India needs to evolve comprehensive privacy laws that protect individual rights before implementing a framework for legal interception, argues Ranjeet Rane, who works with the Public Affairs team at Edelman India and is a Research Assistant at Takshashila Institution.
In my previous post, I had stressed on the need for an urgent debate between the government and citizens on privacy rights and limitations in India, given the recently implemented Centralized Monitoring System (CMS). A counter agreement being presented is that the CMS will be a better option for the Indian citizen as it provides a legal framework for lawful interception, against the current practice of content monitoring and filtering through unregulated, ad-hoc processes involving intermediaries such as telecom companies and ISPs.
The CMS is intended to ensure that each interception request is tracked and the recorded content duly destroyed within six months as required under law. In this post, however, I will try to present a case against the implementation of the CMS by looking at the existing provisions in the Information Technology Act 2000 (and subsequent amendments) that make an effort to address issues of privacy.
Section 72 of the Information Technology Act 2000 in its original form penalized the breaches of confidentiality and privacy of data. Essentially, the scope of the provision covered those empowered by the Act to gain access to any electronic record, book, register, correspondence, information document or other material seized for investigation. It was aimed at preventing accidental leaks of such information during the course of investigations.
This was later amended to include Section 72A to penalize “any person” (including an intermediary) who has obtained personal information while providing services under a lawful contract and discloses the personal information without consent of the person, with the intent to cause, or knowing it is likely to cause wrongful gain or wrongful loss.
When this clause is read together with Section 69B of the Act, it squarely puts the responsibility of securing personal data on the intermediary, which in this case could be a wide spectrum of actors from cyber cafes to telecom companies and ISPs. Indeed, if this Act is used to justify the implementation of CMS, it would need significant amendments to clearly identify those central and state agencies authorized to access such information. The recent case of National Technical Research Organization being at the forefront of snooping activities is still fresh in public memory.
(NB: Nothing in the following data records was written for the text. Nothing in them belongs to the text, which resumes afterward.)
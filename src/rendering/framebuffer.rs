/// Tiled framebuffer for software rendering
/// Stores color, depth and optional attachment planes
///
/// Memory layout optimized for the rasterizer's 4x4 tile writes:
/// - Pixels are grouped into 4x4 tiles, tiles are stored in row-major order
/// - Every tile is one 64-byte aligned block, so a tile write touches exactly one cache line
/// - Attachment planes share the tiled pixel order and are addressed by plane index
use crate::count_call;
#[cfg(feature = "profiling")]
use crate::perf::FUNCTION_COUNTERS;
use crate::simd::{VFloat, VInt, VMask};
use bytemuck::{Pod, Zeroable};
use rayon::prelude::*;
use std::mem::size_of;

#[cfg(target_arch = "x86_64")]
use core::arch::x86_64::{
    __m128i, __m256i, _mm256_set1_epi32, _mm256_stream_si256, _mm_set1_epi32, _mm_sfence,
    _mm_stream_si128,
};

pub const TILE_SIZE: u32 = 4;
pub const TILE_SHIFT: u32 = 2;
pub const TILE_MASK: u32 = TILE_SIZE - 1;
pub const TILE_NUM_PIXELS: usize = (TILE_SIZE * TILE_SIZE) as usize;

/// One 4x4 tile worth of pixels, aligned to a cache line.
#[derive(Copy, Clone, Debug, PartialEq)]
#[repr(C, align(64))]
pub struct TileBlock<T: Copy>(pub [T; TILE_NUM_PIXELS]);

// Safety: 16 four-byte elements fill the 64-byte alignment exactly, so there is no padding.
unsafe impl Zeroable for TileBlock<u32> {}
unsafe impl Pod for TileBlock<u32> {}
unsafe impl Zeroable for TileBlock<f32> {}
unsafe impl Pod for TileBlock<f32> {}

/// Mutable view of a single tile, handed out by [`Framebuffer::for_each_tile_mut`].
pub struct TileMut<'a> {
    /// Top-left pixel X of the tile
    pub x: u32,
    /// Top-left pixel Y of the tile
    pub y: u32,
    pub color: &'a mut [u32; TILE_NUM_PIXELS],
    pub depth: &'a mut [f32; TILE_NUM_PIXELS],
}

#[derive(Clone)]
pub struct Framebuffer {
    // Hot data: used for every bounds check and offset calculation
    width: u32,
    height: u32,
    tile_stride: u32,
    /// Size of one attachment plane in bytes, rounded up to a cache line
    attachment_stride: usize,
    num_attachments: usize,

    color: Vec<TileBlock<u32>>,
    depth: Vec<TileBlock<f32>>,
    attachments: Vec<TileBlock<u32>>,
}

impl Framebuffer {
    /// Creates a framebuffer with dimensions rounded up to a multiple of the tile size.
    ///
    /// `num_attachments` is the number of extra byte planes. An attachment of type `T`
    /// occupies `size_of::<T>()` consecutive planes.
    pub fn new(width: u32, height: u32, num_attachments: usize) -> Self {
        let width = (width + TILE_MASK) & !TILE_MASK;
        let height = (height + TILE_MASK) & !TILE_MASK;
        let pixel_count = width as usize * height as usize;
        let tile_count = pixel_count / TILE_NUM_PIXELS;
        let attachment_stride = (pixel_count + 63) & !63;
        let attachment_blocks = attachment_stride * num_attachments / size_of::<TileBlock<u32>>();

        Self {
            width,
            height,
            tile_stride: width / TILE_SIZE,
            attachment_stride,
            num_attachments,
            color: vec![TileBlock([0; TILE_NUM_PIXELS]); tile_count],
            depth: vec![TileBlock([1.0; TILE_NUM_PIXELS]); tile_count],
            attachments: vec![TileBlock([0; TILE_NUM_PIXELS]); attachment_blocks],
        }
    }

    #[inline]
    pub fn width(&self) -> u32 {
        self.width
    }

    #[inline]
    pub fn height(&self) -> u32 {
        self.height
    }

    /// Number of tiles per row.
    #[inline]
    pub fn tile_stride(&self) -> u32 {
        self.tile_stride
    }

    #[inline]
    pub fn num_attachments(&self) -> usize {
        self.num_attachments
    }

    /// Color plane in tiled order.
    #[inline]
    pub fn color(&self) -> &[u32] {
        bytemuck::cast_slice(&self.color)
    }

    #[inline]
    pub fn color_mut(&mut self) -> &mut [u32] {
        bytemuck::cast_slice_mut(&mut self.color)
    }

    /// Depth plane in tiled order.
    #[inline]
    pub fn depth(&self) -> &[f32] {
        bytemuck::cast_slice(&self.depth)
    }

    #[inline]
    pub fn depth_mut(&mut self) -> &mut [f32] {
        bytemuck::cast_slice_mut(&mut self.depth)
    }

    /// Clear color and depth planes
    pub fn clear(&mut self, color: u32, depth: f32) {
        count_call!(FUNCTION_COUNTERS.framebuffer_clear_calls);
        fill_blocks(&mut self.color, color);
        self.clear_depth(depth);
    }

    pub fn clear_depth(&mut self, depth: f32) {
        fill_blocks(bytemuck::cast_slice_mut(&mut self.depth), depth.to_bits());
    }

    /// Offset of pixel (x, y) in the tiled planes.
    ///
    /// The hot loop only ever addresses whole tiles, so `x` and `y` must leave
    /// room for the remaining 3 pixels of their tile.
    #[inline(always)]
    pub fn pixel_offset(&self, x: u32, y: u32) -> usize {
        debug_assert!(x + 3 < self.width && y + 3 < self.height, "pixel ({x}, {y}) out of bounds");
        self.tiled_index(x, y)
    }

    /// Vectorized [`Self::pixel_offset`]. Lanes are not bounds checked.
    #[inline(always)]
    pub fn pixel_offset_v(&self, x: VInt, y: VInt) -> VInt {
        let tile_id = (x >> TILE_SHIFT) + (y >> TILE_SHIFT) * self.tile_stride as i32;
        let pixel_offset = (x & TILE_MASK as i32) + (y & TILE_MASK as i32) * TILE_SIZE as i32;
        tile_id * TILE_NUM_PIXELS as i32 + pixel_offset
    }

    #[inline(always)]
    fn tiled_index(&self, x: u32, y: u32) -> usize {
        let tile_id = (x >> TILE_SHIFT) as usize + (y >> TILE_SHIFT) as usize * self.tile_stride as usize;
        let pixel_offset = (x & TILE_MASK) + (y & TILE_MASK) * TILE_SIZE;
        tile_id * TILE_NUM_PIXELS + pixel_offset as usize
    }

    /// Color of a single pixel. Panics if (x, y) is out of bounds.
    pub fn pixel(&self, x: u32, y: u32) -> u32 {
        assert!(x < self.width && y < self.height, "pixel ({x}, {y}) out of bounds");
        self.color()[self.tiled_index(x, y)]
    }

    /// Depth of a single pixel. Panics if (x, y) is out of bounds.
    pub fn depth_at(&self, x: u32, y: u32) -> f32 {
        assert!(x < self.width && y < self.height, "pixel ({x}, {y}) out of bounds");
        self.depth()[self.tiled_index(x, y)]
    }

    /// Masked store of one full tile of color and depth values.
    #[inline(always)]
    pub fn write_tile(&mut self, offset: usize, mask: VMask, color: VInt, depth: VFloat) {
        debug_assert_eq!(offset % TILE_NUM_PIXELS, 0, "tile writes must be tile aligned");

        color.store_masked(&mut self.color_mut()[offset..], mask);
        depth.store_masked(&mut self.depth_mut()[offset..], mask);
    }

    /// Typed view over the attachment planes starting at plane `attachment_id`.
    ///
    /// Element `i` belongs to the pixel at tiled offset `i`.
    pub fn attachment<T: Pod>(&self, attachment_id: usize) -> &[T] {
        let range = self.attachment_range::<T>(attachment_id);
        bytemuck::cast_slice(&bytemuck::cast_slice::<_, u8>(&self.attachments)[range])
    }

    pub fn attachment_mut<T: Pod>(&mut self, attachment_id: usize) -> &mut [T] {
        let range = self.attachment_range::<T>(attachment_id);
        bytemuck::cast_slice_mut(&mut bytemuck::cast_slice_mut::<_, u8>(&mut self.attachments)[range])
    }

    fn attachment_range<T>(&self, attachment_id: usize) -> std::ops::Range<usize> {
        debug_assert!(
            attachment_id + size_of::<T>() <= self.num_attachments,
            "missing attachment storage"
        );
        let start = attachment_id * self.attachment_stride;
        start..start + self.width as usize * self.height as usize * size_of::<T>()
    }

    /// Samples depth at normalized coordinates in [0, 1). Out-of-bounds lanes read 1.0.
    #[inline(always)]
    pub fn sample_depth_uv(&self, u: VFloat, v: VFloat) -> VFloat {
        let ix = (u * self.width as f32).round_to_int();
        let iy = (v * self.height as f32).round_to_int();
        self.sample_depth(ix, iy, VFloat::splat(1.0))
    }

    /// Gathers depth at integer pixel coordinates, substituting `default` for out-of-bounds lanes.
    #[inline(always)]
    pub fn sample_depth(&self, ix: VInt, iy: VInt, default: VFloat) -> VFloat {
        let indices = self.pixel_offset_v(ix, iy);
        let bound_mask = self.bound_mask(ix, iy);
        VFloat::gather_masked(default, bound_mask, self.depth(), indices)
    }

    /// Gathers color at integer pixel coordinates, substituting `default` for out-of-bounds lanes.
    #[inline(always)]
    pub fn sample_color(&self, ix: VInt, iy: VInt, default: VInt) -> VInt {
        let indices = self.pixel_offset_v(ix, iy);
        let bound_mask = self.bound_mask(ix, iy);
        VInt::gather_masked(default, bound_mask, self.color(), indices)
    }

    /// Twos-complement unsigned compare checks both `x >= 0` and `x < width` at once.
    #[inline(always)]
    fn bound_mask(&self, ix: VInt, iy: VInt) -> VMask {
        ix.lt_unsigned(VInt::splat(self.width as i32)) & iy.lt_unsigned(VInt::splat(self.height as i32))
    }

    /// Copies the color plane into `dest` in row-major order, `stride` pixels per row.
    pub fn get_pixels(&self, dest: &mut [u32], stride: usize) {
        let width = self.width as usize;
        let height = self.height as usize;
        if width == 0 || height == 0 {
            return;
        }
        assert!(stride >= width, "stride {stride} is smaller than width {width}");
        assert!(dest.len() >= (height - 1) * stride + width, "destination buffer too small");

        let color = self.color();
        dest.par_chunks_mut(stride)
            .take(height)
            .enumerate()
            .for_each(|(y, row)| {
                for (x, pixel) in row[..width].iter_mut().enumerate() {
                    *pixel = color[self.tiled_index(x as u32, y as u32)];
                }
            });
    }

    /// Visits every tile in parallel with mutable access to its color and depth.
    /// Used by full-screen passes that operate on an already rasterized target.
    pub fn for_each_tile_mut<F>(&mut self, visitor: F)
    where
        F: Fn(TileMut<'_>) + Sync + Send,
    {
        let tile_stride = self.tile_stride.max(1) as usize;

        self.color
            .par_iter_mut()
            .zip(self.depth.par_iter_mut())
            .enumerate()
            .for_each(|(tile_id, (color, depth))| {
                visitor(TileMut {
                    x: ((tile_id % tile_stride) as u32) << TILE_SHIFT,
                    y: ((tile_id / tile_stride) as u32) << TILE_SHIFT,
                    color: &mut color.0,
                    depth: &mut depth.0,
                });
            });
    }
}

/// Fill a tiled plane with a 32-bit pattern.
///
/// Non-temporal stores bypass the cache: the whole plane is touched but the CPU
/// rarely reads it back before the next draw.
#[inline]
fn fill_blocks(blocks: &mut [TileBlock<u32>], value: u32) {
    #[cfg(target_arch = "x86_64")]
    {
        // SSE2 is part of the x86_64 baseline, AVX is not.
        if std::arch::is_x86_feature_detected!("avx") {
            unsafe { fill_blocks_avx(blocks, value) }
        } else {
            unsafe { fill_blocks_sse2(blocks, value) }
        }
    }

    #[cfg(not(target_arch = "x86_64"))]
    blocks.fill(TileBlock([value; TILE_NUM_PIXELS]));
}

#[cfg(target_arch = "x86_64")]
#[target_feature(enable = "avx")]
unsafe fn fill_blocks_avx(blocks: &mut [TileBlock<u32>], value: u32) {
    let v = _mm256_set1_epi32(value as i32);
    for block in blocks.iter_mut() {
        // Blocks are 64-byte aligned, as required by the streaming store.
        let ptr = block.0.as_mut_ptr() as *mut __m256i;
        _mm256_stream_si256(ptr, v);
        _mm256_stream_si256(ptr.add(1), v);
    }
    _mm_sfence();
}

#[cfg(target_arch = "x86_64")]
#[target_feature(enable = "sse2")]
unsafe fn fill_blocks_sse2(blocks: &mut [TileBlock<u32>], value: u32) {
    let v = _mm_set1_epi32(value as i32);
    for block in blocks.iter_mut() {
        let ptr = block.0.as_mut_ptr() as *mut __m128i;
        for i in 0..4 {
            _mm_stream_si128(ptr.add(i), v);
        }
    }
    _mm_sfence();
}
The next set of amendments came into force by the addition Section 43A which obliges corporate bodies which possess, deal or handle any sensitive personal data to implement and maintain “reasonable security practices,” failing which they would be liable for disclosure. The Act defines “corporate bodies” as those involved in “commercial or professional activities.”
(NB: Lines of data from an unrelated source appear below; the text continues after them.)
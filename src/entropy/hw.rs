//! Cycle-counter entropy and a mixing generator built on it.

use rand::RngCore;
use rand::rand_core::impls;
use zeroize::Zeroize;

/// Odd 64-bit multipliers; the state transition picks one per step.
const MULTIPLIERS: [u64; 8] = [
    0x9e37_79b9_7f4a_7c15,
    0xbf58_476d_1ce4_e5b9,
    0x94d0_49bb_1331_11eb,
    0xff51_afd7_ed55_8ccd,
    0xc4ce_b9fe_1a85_ec53,
    0xd6e8_feb8_6659_fd93,
    0xa076_1d64_78bd_642f,
    0xe703_7ed1_a0b4_28db,
];

#[cfg(target_arch = "x86_64")]
pub fn source_name() -> &'static str {
    "rdtsc"
}

#[cfg(target_arch = "aarch64")]
pub fn source_name() -> &'static str {
    "cycle counter"
}

#[cfg(not(any(target_arch = "x86_64", target_arch = "aarch64")))]
pub fn source_name() -> &'static str {
    "system (no cycle counter)"
}

#[cfg(target_arch = "x86_64")]
#[inline(always)]
fn counter() -> u64 {
    unsafe { core::arch::x86_64::_rdtsc() }
}

#[cfg(target_arch = "aarch64")]
#[inline(always)]
fn counter() -> u64 {
    let cnt: u64;
    unsafe { core::arch::asm!("mrs {}, cntvct_el0", out(reg) cnt) }
    cnt
}

#[cfg(not(any(target_arch = "x86_64", target_arch = "aarch64")))]
#[inline(always)]
fn counter() -> u64 {
    rand::random()
}

/// Generator whose state is re-keyed from the cycle counter on every draw.
pub struct HwRng {
    state: u64,
}

impl HwRng {
    pub fn new() -> Self {
        Self { state: counter() }
    }
}

impl Default for HwRng {
    fn default() -> Self {
        Self::new()
    }
}

impl RngCore for HwRng {
    #[inline]
    fn next_u64(&mut self) -> u64 {
        let ent = counter();

        let mixed = self.state ^ ent;
        let idx = ((mixed ^ (mixed >> 32)) % MULTIPLIERS.len() as u64) as usize;
        self.state = self.state.rotate_left(17).wrapping_mul(MULTIPLIERS[idx]) ^ ent;

        // SplitMix64 finalizer
        let mut z = self.state;
        z = (z ^ (z >> 30)).wrapping_mul(0xbf58_476d_1ce4_e5b9);
        z = (z ^ (z >> 27)).wrapping_mul(0x94d0_49bb_1331_11eb);
        z ^ (z >> 31)
    }

    #[inline]
    fn next_u32(&mut self) -> u32 {
        (self.next_u64() >> 32) as u32
    }

    fn fill_bytes(&mut self, dst: &mut [u8]) {
        impls::fill_bytes_via_next(self, dst);
    }
}

impl Drop for HwRng {
    fn drop(&mut self) {
        self.state.zeroize();
    }
}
The definitions of “sensitive personal data” and “reasonable security practices” are narrow and hence prevents courts from interpreting a contextual definition. Most importantly, government agencies and non-profit organizations are entirely excluded from the ambit of this section.
The act further lays down the Rules for:
- Collection of Information
- Transfer of Information
- Reasonable Security Practices and Procedures
Elaborate rules to address the points above are still only in draft phrase.
It is only in the Section 66E (Violation of Privacy) that we find privacy concerns addressed. The euphoria doesn’t last long as this section only covers electronic voyeurism and penalizes acts of capturing, publishing and transmission of images of the “private area” of any person without their consent, “under circumstances violating the privacy” of that person.
This section falls short of acknowledging the importance of protecting personally identifiable information (name, passport number, date of birth, biometric information, etc.) and deals only with disclosure of potentially compromising photographs.
It is clear that the status of a legal framework to protect the privacy of citizens in India is inadequate. The Information Technology Act does not have any provision for penalizing government agencies for overreach. Implementing any program like the CMS in the absence of clauses on privacy, regulation and oversight over government conduct will be concerning. Indeed, recent media controversies point to the possibility of political misuse of new tools and resources.
The government ought to consider bringing a comprehensive Privacy Bill to the floor for debate, instead of piecemeal additions to the Information Technology Act. This Bill should ensure adequate oversight for all activities of surveillance. This oversight should be coupled with providing information in public domain about convictions happening through such monitoring.
This will not only make it mandatory for the agencies concerned to justify their actions but will also lead to more efficient results than those expected from blanket monitoring. Such a bill will seek to also limit political abuse of resources at the disposal of national security & investigation agencies.
The United Nations Declaration of Human Rights mentions under Article 12 that:
No one shall be subjected to arbitrary interference with his privacy, family, home or correspondence, nor to attacks upon his honor and reputation. Everyone has the right to the protection of the law against such interference or attacks.
As a signatory and one of the founding nations behind the UN Human Rights Declaration, we haven’t set the kind of example in our commitment to individuals’ privacy expected from a liberal democracy like ours. The need of the hour is for India to develop adequate and effective privacy legislation based on a set of clearly defined principles. Privacy as an entitlement ought to be an end result of this comprehensive reform.